About this exercise
Beginning with the line that contains "async fn built_in_signal_all_stops_the_invisible_window()", output each line below exactly through the last one, both included, and nothing else.

"""

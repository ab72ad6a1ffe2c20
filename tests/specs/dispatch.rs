// SPDX-License-Identifier: BUSL-1.1
// Copyright (c) 2026 Alfred Jean LLC

//! Events flow from the socket through the registry to the matching handler.

use std::sync::Arc;
use std::time::Duration;

use async_trait::async_trait;
use lull_adapters::{FakeNotifyAdapter, FakePowerAdapter, FakeProcessTable, FakeSignalAdapter, PowerStatus};
use lull_client::{Connection, ConnectionConfig, EventMessage};
use lull_core::SuspendSignal;
use lull_engine::{
    run_dispatch, Context, EngineError, EventHandler, HandlerRegistry, SuspendPolicy, Suspender, Timings,
};
use lull_wire::{EventKind, RequestKind};
use parking_lot::Mutex;
use serde_json::json;
use tokio_util::sync::CancellationToken;

use crate::prelude::{window, FakeSway};

#[derive(Default)]
struct Recorder {
    seen: Mutex<Vec<String>>,
}

#[async_trait]
impl EventHandler for Recorder {
    async fn handle(&self, _ctx: &Context, message: &EventMessage) -> Result<(), EngineError> {
        self.seen.lock().push(message.change.clone());
        Ok(())
    }
}

fn context(connection: Arc<Connection>, signals: &FakeSignalAdapter) -> Context {
    let procs = FakeProcessTable::new();
    procs.add(10, &[11]);
    procs.add(20, &[]);
    Context {
        ipc: connection,
        suspender: Arc::new(Suspender::new(Arc::new(signals.clone()), Arc::new(procs), SuspendPolicy::default())),
        notifier: Arc::new(FakeNotifyAdapter::new()),
        power: Arc::new(FakePowerAdapter::new(PowerStatus::OnAc)),
        timings: Timings::default(),
        shutdown: CancellationToken::new(),
    }
}

async fn until(mut done: impl FnMut() -> bool) {
    for _ in 0..400 {
        if done() {
            return;
        }
        tokio::time::sleep(Duration::from_millis(5)).await;
    }
    panic!("condition not reached");
}

#[tokio::test]
async fn window_focus_runs_only_its_handler() {
    let sway = FakeSway::start(
        vec![
            window("title"),
            window("focus"),
            (EventKind::Workspace, json!({ "change": "focus" })),
        ],
        0,
    );
    let connection = Arc::new(
        Connection::connect(Some(sway.socket.clone()), ConnectionConfig::default().pool_size(1))
            .await
            .unwrap(),
    );
    let focus = Arc::new(Recorder::default());
    let close = Arc::new(Recorder::default());
    let mut registry = HandlerRegistry::new();
    registry.register(EventKind::Window, "focus", "focus", focus.clone());
    registry.register(EventKind::Window, "close", "close", close.clone());
    let mut subscription = connection.subscribe_kinds(&registry.events()).await.unwrap();
    let ctx = context(connection.clone(), &FakeSignalAdapter::new());
    let cancel = CancellationToken::new();

    let dispatch = {
        let (ctx, cancel) = (ctx.clone(), cancel.clone());
        tokio::spawn(async move { run_dispatch(&mut subscription, &registry, &ctx, &cancel).await })
    };
    until(|| !focus.seen.lock().is_empty()).await;
    tokio::time::sleep(Duration::from_millis(50)).await;
    cancel.cancel();
    dispatch.await.unwrap().unwrap();

    assert_eq!(*focus.seen.lock(), vec!["focus".to_string()]);
    assert!(close.seen.lock().is_empty());
    assert_eq!(sway.requests().iter().filter(|k| **k == RequestKind::Subscribe).count(), 1);
    connection.close().await;
}

#[tokio::test]
async fn built_in_signal_all_stops_the_invisible_window() {
    let sway = FakeSway::start(vec![window("focus")], 0);
    let connection = Arc::new(
        Connection::connect(Some(sway.socket.clone()), ConnectionConfig::default().pool_size(2))
            .await
            .unwrap(),
    );
    let mut registry = HandlerRegistry::new();
    registry.register(EventKind::Window, "focus", "signal_all", lull_engine::handler("signal_all").unwrap());
    let mut subscription = connection.subscribe_kinds(&registry.events()).await.unwrap();
    let signals = FakeSignalAdapter::new();
    let ctx = context(connection.clone(), &signals);
    let cancel = CancellationToken::new();

    let dispatch = {
        let (ctx, cancel) = (ctx.clone(), cancel.clone());
        tokio::spawn(async move { run_dispatch(&mut subscription, &registry, &ctx, &cancel).await })
    };
    until(|| !signals.sent(SuspendSignal::Stop).is_empty()).await;
    cancel.cancel();
    dispatch.await.unwrap().unwrap();

    assert_eq!(signals.sent(SuspendSignal::Stop), vec![11, 10]);
    assert!(signals.sent(SuspendSignal::Cont).is_empty());
    assert_eq!(ctx.suspender.resume_all(), 1);
    connection.close().await;
}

"""

Result of this exercise
async fn built_in_signal_all_stops_the_invisible_window() {
    let sway = FakeSway::start(vec![window("focus")], 0);
    let connection = Arc::new(
        Connection::connect(Some(sway.socket.clone()), ConnectionConfig::default().pool_size(2))
            .await
            .unwrap(),
    );
    let mut registry = HandlerRegistry::new();
    registry.register(EventKind::Window, "focus", "signal_all", lull_engine::handler("signal_all").unwrap());
    let mut subscription = connection.subscribe_kinds(&registry.events()).await.unwrap();
    let signals = FakeSignalAdapter::new();
    let ctx = context(connection.clone(), &signals);
    let cancel = CancellationToken::new();

    let dispatch = {
        let (ctx, cancel) = (ctx.clone(), cancel.clone());
        tokio::spawn(async move { run_dispatch(&mut subscription, &registry, &ctx, &cancel).await })
    };
    until(|| !signals.sent(SuspendSignal::Stop).is_empty()).await;
    cancel.cancel();
    dispatch.await.unwrap().unwrap();

    assert_eq!(signals.sent(SuspendSignal::Stop), vec![11, 10]);
    assert!(signals.sent(SuspendSignal::Cont).is_empty());
    assert_eq!(ctx.suspender.resume_all(), 1);
    connection.close().await;
}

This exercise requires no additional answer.